The events of 1866–1868 mark a historically debated period of Sitting Bull's life. According to historian Stanley Vestal, who conducted interviews with surviving Hunkpapa in 1930, Sitting Bull was made "Supreme Chief of the whole Sioux Nation" at this time. Later historians and ethnologists have refuted this concept of authority, as the Lakota society was highly decentralized. Lakota bands and their elders made individual decisions, including whether to wage war.
Great Sioux War of 1876
Sitting Bull's band of Hunkpapa continued to attack migrating parties and forts in the late 1860s. When in 1871 the Northern Pacific Railway conducted a survey for a route across the northern plains directly through Hunkpapa lands, it encountered stiff Lakota resistance. The same railway people returned the following year accompanied by federal troops. Sitting Bull and the Hunkpapa attacked the survey party, which was forced to turn back. In 1873, the military accompaniment for the surveyors was increased again, but Sitting Bull's forces resisted the survey "most vigorously." The Panic of 1873 forced the Northern Pacific Railway's backers (such as Jay Cooke) into bankruptcy. This halted construction of the railroad through Lakota, Dakota and Nakota territory.
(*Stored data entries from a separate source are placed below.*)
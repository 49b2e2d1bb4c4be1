//! [`Query`] collection related to a single [`Listing`].

use crate::domain::{listing, Listing};
#[cfg(doc)]
use crate::Query;

use super::Lookup;

/// Queries a [`Listing`] by its [`listing::Id`].
pub type ById = Lookup<Option<Listing>, listing::Id>;
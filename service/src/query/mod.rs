//! [`Query`] definition.

pub mod booking;
pub mod fee;
pub mod listing;
pub mod review;
pub mod user;

use common::operations::{By, Select};
use tracerr::Traced;

use crate::{
    infra::{database, Database},
    Service,
};

/// [`Query`] of the [`Service`].
pub use common::Handler as Query;

/// [`Query`] looking up the `What` values stored under the `Key` in the
/// [`Database`].
#[derive(Clone, Copy, Debug)]
pub struct Lookup<What, Key>(By<What, Key>);

impl<What, Key> Lookup<What, Key> {
    /// Creates a [`Lookup`] by the provided `key`.
    #[must_use]
    pub fn by(key: Key) -> Self {
        Self(By::new(key))
    }
}

impl<Db, Pg, Nt, What, Key> Query<Lookup<What, Key>> for Service<Db, Pg, Nt>
where
    Db: Database<
        Select<By<What, Key>>,
        Ok = What,
        Err = Traced<database::Error>,
    >,
{
    type Ok = What;
    type Err = Traced<database::Error>;

    async fn execute(
        &self,
        Lookup(by): Lookup<What, Key>,
    ) -> Result<Self::Ok, Self::Err> {
        self.database()
            .execute(Select(by))
            .await
            .map_err(tracerr::wrap!())
    }
}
After the 1848 discovery of gold in the Sierra Nevada and dramatic gains in new wealth from it, other men became interested in the potential for gold mining in the Black Hills. In 1874, Lt. Col. George Armstrong Custer led a military expedition from Fort Abraham Lincoln near Bismarck to explore the Black Hills for gold and to determine a suitable location for a military fort in the Hills. Custer's announcement of gold in the Black Hills triggered the Black Hills Gold Rush. Tensions increased between the Lakota and European Americans seeking to move into the Black Hills.
Although Sitting Bull did not attack Custer's expedition in 1874, the U.S. government was increasingly pressured by citizens to open the Black Hills to mining and settlement. Failing in an attempt to negotiate a purchase or lease of the Hills, the government in Washington had to find a way around the promise to protect the Sioux in their land, as specified in the 1868 Treaty of Fort Laramie. It was alarmed at reports of Sioux depredations, some of which were encouraged by Sitting Bull. In November 1875, President Grant ordered all Sioux bands outside the Great Sioux Reservation to move onto the reservation, knowing full well that not all would comply. As of February 1, 1876, the Interior Department certified as "hostile" those bands who continued to live off the reservation. This certification allowed the military to pursue Sitting Bull and other Lakota bands as "hostiles".
Based on tribal oral histories, historian Margot Liberty theorizes that many Lakota bands allied with the Cheyenne during the Plains Wars because they thought the other nation was under attack by the U.S. Given this connection, she suggests the major war should have been called "The Great Cheyenne War". Since 1860, the Northern Cheyenne had led several battles among the Plains Indians. Before 1876, the U.S. Army had destroyed seven Cheyenne camps, more than those of any other nation.
Other historians, such as Robert M. Utley and Jerome Greene, also use Lakota oral testimony, but they have concluded that the Lakota coalition, of which Sitting Bull was the ostensible head, was the primary target of the federal government's pacification campaign.
During the period 1868–1876, Sitting Bull developed into one of the most important Native American political leaders. After the Treaty of Fort Laramie (1868) and the creation of the Great Sioux Reservation, many traditional Sioux warriors, such as Red Cloud of the Oglala and Spotted Tail of the Brulé, moved to reside permanently on the reservations. They were largely dependent for subsistence on the U.S. Indian agencies. Many other chiefs, including members of Sitting Bull's Hunkpapa band such as Gall, at times, lived temporarily at the agencies. They needed the supplies at a time when white encroachment and the depletion of buffalo herds reduced their resources and challenged Native American independence.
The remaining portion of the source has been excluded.